Above you can see the Github activity of the four main open source chart components.
Below you can see our github activity. In contrast to the open source projects listed above, our development activity has increased; actually in the past two years it has really heated up since every day at SciChart we get new feature requests and demand for more improvements, better performance, compatibility with a new framework etc…
Figure 2: Development Activity on the SciChart Github repository
SciChart started as a project in 2012 and seven years later, we now have 14 developers now working full time on our WPF, iOS & Android charts. I cannot tell you how surprised I am (probably more surprised than you!) that charts (just X,Y values … on a screen … ) would take decades of effort…
So what does this mean for you?
If a new .NET Framework is released (Windows), new version of XCode, iOS, or Swift, a new Android SDK or Xamarin SDK is released then both commercial and open source charts have to be updated to be compatible. Sometimes a new device comes along and an application doesn’t work. Sometimes a critical bug occurs since an operating system or framework update and the chart component has to be fixed.
There is a risk you take when using any free open source or commercial chart control that the developer ceases to update their software, however, with SciChart that risk is minimized since our developer activity and popularity has been increasing over time.
When bugs are reported in our WPF Charts, iOS & Android Charts or Xamarin Charts we will aim to fix the serious ones as fast as possible, because they directly affect our customers, and therefore us!

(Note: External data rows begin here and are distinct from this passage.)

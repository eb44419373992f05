use std::{collections::BTreeMap, sync::Arc};

use anyhow::Result;

use crate::bundler::{
    compiler::{Compiler, Plugin},
    dependencies::ConstDependency,
};

/// Replaces free identifiers with code fixed at build time.
///
/// Values are inserted verbatim, so a string constant must already be
/// quoted (`"\"en\""`), and JSON data can be passed as serialized JSON.
#[derive(Debug, Clone, Default)]
pub struct DefinePlugin {
    definitions: Arc<BTreeMap<String, String>>,
}

impl DefinePlugin {
    pub fn new(definitions: BTreeMap<String, String>) -> Self {
        Self {
            definitions: Arc::new(definitions),
        }
    }
}

impl Plugin for DefinePlugin {
    fn name(&self) -> &'static str {
        "DefinePlugin"
    }

    fn apply(&self, compiler: &mut Compiler) -> Result<()> {
        let definitions = self.definitions.clone();
        compiler.hooks.compilation.tap(self.name(), move |compilation| {
            let definitions = definitions.clone();
            compilation.hooks.parsed.tap("DefinePlugin", move |module| {
                let constants: Vec<ConstDependency> = module
                    .free_identifiers
                    .iter()
                    .filter_map(|ident| {
                        let code = definitions.get(&ident.name)?;
                        let code = if ident.shorthand {
                            format!("{}: {}", ident.name, code)
                        } else {
                            code.clone()
                        };
                        Some(ConstDependency::new(code, ident.range.clone()))
                    })
                    .collect();
                for constant in constants {
                    module.add_dependency(Box::new(constant));
                }
                Ok(())
            });
            Ok(())
        });
        Ok(())
    }
}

That’s why we are charge a fee for what we do – we love free software and we think the open source chart developers do a great job, but in order to provide excellent software to you that is always up to date, fixed fast when there’s a problem and incorporating the latest features that you ask for then we must charge. We aren’t perfect, but this is our job and our livelihood and we have a strong incentive to work hard for you so that your projects are a success, plus, a good reputation to maintain!
Reason #4: Depth of Features
At SciChart, we only focus on charts. As a result, we strive to create a depth of features beyond when open source chart components are able to achieve and even beyond what many commercial vendors do too!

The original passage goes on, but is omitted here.